Pakistan: Students slam unfettered freedom of speech

Thursday, May 20, 2010
By Rabia Ali

Karachi: The Pakistan Telecommunication Authority (PTA) has made life easier for those who were planning to bid farewell to their Facebook accounts to protest the ‘Everybody draw Muhammad Day’ event, by issuing a blanket ban of the entire website.

In a statement issued on Wednesday, the PTA public relations director said that the social networking site has been banned all over Pakistan till further notice, and all operators concerned have been directed to comply with the directions issued by Ministry of IT & Telecom (MoIT) in view of the decision of the Lahore High Court (LHC).

The controversy, which began with a popular animated TV series, South Park, eventually overflowed on to Facebook, where a group of artists got together and decided to invite other artists to sketch caricatures Prophet Muhammad (Pbuh) on May 20, or what they referred to as ‘Draw a Muhammad Day’.

A majority of the Facebook using community in Pakistan comprises students and youngsters. Incensed by the May 20 event, they told The News that concrete steps should be taken to prevent of such “untoward incidents” in the future. “I am happy that the website has been banned in the country because the Facebook administration had not taken any stance against the derogatory event,” said Muhammad Farooq, a student of Iqra University. “Popular websites such as Facebook should implement policies which do not attack religions and faiths.”

Similarly, a Aqsa Tariq, a social sciences student at the Shaheed Zulfikar Ali Bhutto Institute of Science and Technology (Szabist), appreciated the ban of the website. “The sentiments of millions of Muslims have been hurt by these artists who are demeaning our religion and following the footsteps of the Danish cartoonists. The sanctity of every religion should be protected,” she claimed.

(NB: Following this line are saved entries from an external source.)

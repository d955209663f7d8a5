// xltemplates - lib.rs
//
// Library entry point, exposing every layer for the two binaries and for
// integration testing.

pub mod app;
pub mod core;
pub mod platform;
pub mod ui;
pub mod util;
// xltemplates - platform/mod.rs
//
// Platform abstraction layer.
// Dependencies: standard library, directories crate.
// Must NOT depend on: core, app, ui.

pub mod config;
pub mod fs;
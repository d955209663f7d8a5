// xltemplates - core/mime.rs
//
// Content-Type selection for downloads, by file extension.

use crate::util::constants;
use std::path::Path;

/// MIME type for `file_name`, chosen by its lower-cased extension.
pub fn mime_for(file_name: &str) -> &'static str {
    let ext = Path::new(file_name)
        .extension()
        .and_then(|e| e.to_str())
        .map(str::to_ascii_lowercase);

    match ext.as_deref() {
        Some("xlsx") => constants::MIME_XLSX,
        Some("xls") => constants::MIME_XLS,
        _ => constants::MIME_FALLBACK,
    }
}

#[cfg(test)]
mod tests {
    use super::*;

    #[test]
    fn test_workbook_types() {
        assert_eq!(
            mime_for("budget.xlsx"),
            "application/vnd.openxmlformats-officedocument.spreadsheetml.sheet"
        );
        assert_eq!(mime_for("BUDGET.XLS"), "application/vnd.ms-excel");
    }

    #[test]
    fn test_fallback() {
        assert_eq!(mime_for("notes.txt"), "application/octet-stream");
        assert_eq!(mime_for("no_extension"), "application/octet-stream");
    }
}
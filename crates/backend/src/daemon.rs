//! Daemon lifecycle management using the actor-based architecture.
//!
//! The daemon is the main entry point for the hashvault process. It starts the
//! store actors, serves HTTP in front of them, and supervises shutdown.
//!
//! # Architecture
//!
//! ```text
//! Daemon (Supervisor)
//!   ├── HTTP server (axum, one task per connection)
//!   ├── HashStoreActor ── DigestScheduler (delayed digest tasks)
//!   └── StatsActor
//! ```
//!
//! # Lifecycle
//!
//! 1. Create master `CancellationToken`
//! 2. Create the shutdown channel and spawn both store actors with child tokens
//! 3. Serve HTTP until the store signals it has drained, or the store dies
//! 4. Stop the HTTP listener gracefully (in-flight requests finish)
//! 5. Cancel the actors and wait briefly for the delayed digest tasks

use std::{path::Path, time::Duration};

use tokio::{net::TcpListener, signal, task::JoinHandle};
use tokio_util::sync::CancellationToken;
use tracing::{error, info, warn};

use crate::{
  actor::{
    HashStoreActor, HashStoreConfig, StatsActor,
    handle::HashStoreHandle,
    lifecycle::{ShutdownCause, ShutdownListener, shutdown_channel},
  },
  domain::config::{Config, ConfigError},
  server::{self, AppState},
};

/// How long to wait for delayed digest tasks once the actors are cancelled
const PENDING_GRACE: Duration = Duration::from_secs(1);

// ============================================================================
// Errors
// ============================================================================

#[derive(Debug, thiserror::Error)]
pub enum DaemonError {
  #[error("Configuration error: {0}")]
  Config(#[from] ConfigError),
  #[error("IO error: {0}")]
  Io(#[from] std::io::Error),
  #[error("Hash store stopped before shutdown completed")]
  StoreCrashed,
}

// ============================================================================
// Configuration
// ============================================================================

/// Daemon runtime configuration.
///
/// Built from the config file; the CLI applies flag overrides on top.
#[derive(Debug, Clone, Default)]
pub struct RuntimeConfig {
  pub config: Config,
}

impl RuntimeConfig {
  pub fn load(explicit: Option<&Path>) -> Result<Self, ConfigError> {
    Ok(Self {
      config: Config::load(explicit)?,
    })
  }

  fn store_config(&self) -> HashStoreConfig {
    HashStoreConfig {
      hash_delay: self.config.server.hash_delay(),
      mailbox_capacity: self.config.server.mailbox_capacity,
    }
  }
}

/// The hashvault daemon - owns the whole process lifecycle.
///
/// # Usage
///
/// ```ignore
/// let daemon = Daemon::new(RuntimeConfig::load(None)?);
/// daemon.run().await?;
/// ```
pub struct Daemon {
  runtime_config: RuntimeConfig,
}

impl Daemon {
  pub fn new(runtime_config: RuntimeConfig) -> Self {
    Self { runtime_config }
  }

  /// Bind the configured address and serve until shutdown.
  pub async fn run(self) -> Result<(), DaemonError> {
    let addr = self.runtime_config.config.server.bind_addr()?;
    let listener = TcpListener::bind(addr).await?;
    self.serve(listener).await
  }

  /// Serve on an already-bound listener until shutdown.
  ///
  /// Returns `Ok` after a graceful drain (`POST /shutdown` or ctrl-c) and
  /// `DaemonError::StoreCrashed` if the hash store exits before draining.
  pub async fn serve(self, listener: TcpListener) -> Result<(), DaemonError> {
    let server_config = &self.runtime_config.config.server;
    info!("Starting hashvault");
    if let Ok(addr) = listener.local_addr() {
      info!("Listening on http://{}", addr);
    }
    info!(
      "Hash delay: {}ms, mailbox capacity: {}",
      server_config.hash_delay_ms, server_config.mailbox_capacity
    );

    // Master cancellation token - actors run on a child so the HTTP side
    // can be stopped first.
    let cancel = CancellationToken::new();
    let actors_cancel = cancel.child_token();
    let http_cancel = cancel.child_token();

    let (signal, drained) = shutdown_channel();
    let (store, hashes) = HashStoreActor::new(self.runtime_config.store_config(), signal, actors_cancel.clone());
    let pending = store.scheduler_tracker();
    let store_task = tokio::spawn(store.run());
    let stats = StatsActor::spawn(server_config.mailbox_capacity, actors_cancel);

    let ctrl_c_task = spawn_ctrl_c_handler(hashes.clone());
    let app = server::router(AppState::new(hashes, stats));

    let http = {
      let http_cancel = http_cancel.clone();
      async move {
        let result = axum::serve(listener, app)
          .with_graceful_shutdown(http_cancel.clone().cancelled_owned())
          .await;
        // Listener gone: nothing left to supervise
        http_cancel.cancel();
        result
      }
    };

    let supervisor = supervise(drained, store_task, http_cancel);
    let (served, outcome) = tokio::join!(http, supervisor);

    info!("Shutting down...");
    ctrl_c_task.abort();
    cancel.cancel();

    // After a drain these have all delivered; after a crash they may still be asleep
    pending.close();
    if tokio::time::timeout(PENDING_GRACE, pending.wait()).await.is_err() {
      warn!(abandoned = pending.len(), "Delayed digests abandoned at shutdown");
    }

    if let Err(e) = served {
      warn!("Server error: {}", e);
      outcome?;
      return Err(e.into());
    }
    outcome?;

    info!("Daemon shutdown complete");
    Ok(())
  }
}

/// Wait for the store to drain or die, then stop the HTTP listener.
async fn supervise(
  drained: ShutdownListener,
  mut store_task: JoinHandle<()>,
  http_cancel: CancellationToken,
) -> Result<(), DaemonError> {
  let outcome = tokio::select! {
      cause = drained => match cause {
          ShutdownCause::Drained => {
              info!("Store drained, stopping HTTP listener");
              Ok(())
          }
          ShutdownCause::StoreGone => {
              error!("Hash store dropped its shutdown signal");
              Err(DaemonError::StoreCrashed)
          }
      },
      joined = &mut store_task => {
          match joined {
              Err(e) if e.is_panic() => error!("Hash store panicked"),
              _ => error!("Hash store exited unexpectedly"),
          }
          Err(DaemonError::StoreCrashed)
      }
      _ = http_cancel.cancelled() => Ok(()),
  };

  http_cancel.cancel();
  outcome
}

/// Turn ctrl-c into the same graceful drain as `POST /shutdown`.
fn spawn_ctrl_c_handler(hashes: HashStoreHandle) -> JoinHandle<()> {
  tokio::spawn(async move {
    if let Err(e) = signal::ctrl_c().await {
      warn!("Failed to listen for ctrl-c: {}", e);
      return;
    }
    info!("Received ctrl-c, draining...");
    if let Err(e) = hashes.request_shutdown().await {
      warn!("Failed to request shutdown: {}", e);
    }
  })
}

Earlier, more than 43,000 users had joined groups vowing to boycott Facebook, specially on May 20, to protest the event. Many others had called for censuring hate groups against Islam and Prophet Muhammad (Pbuh). Some, on the other hand, had opted to celebrate ‘Bless Prophet Muhammad Day’ instead of shunning Facebook on May 20. “The decision to ban the website won’t do any good since the website is accessible through proxy websites and cell phones. I believe that the rational way to protest such incidents is to report the webpage and register complaints with the Facebook administration,” said Yamna Sultan, a student at the Institute of Business Administration.

An auditing student, Saad Mansoor, said that instead of boycotting the website, Muslims should honour the prophet by following his teachings. “’Draw a Muhammad Day’ was not an official Facebook event. Under such circumstances, Muslims should simply report the page so that it can be blocked by the Facebook administration,” he said.

To get the message across, some students of the University of Karachi (KU) are distributing a booklet which tells Facebook users how to report the webpage. “I used penciled comic strips in order to raise awareness. Around 500 booklets have been distributed so far to tell students how to protest peacefully against the event. What the artists are doing is not freedom of expression, but freedom of defamation,” Ema Ansari, a student of the KU mass communication department, told The News.

Another student, Ahsan Raza, said that apart from banning the website, activities should be organised to promote tolerance and inter-faith harmony.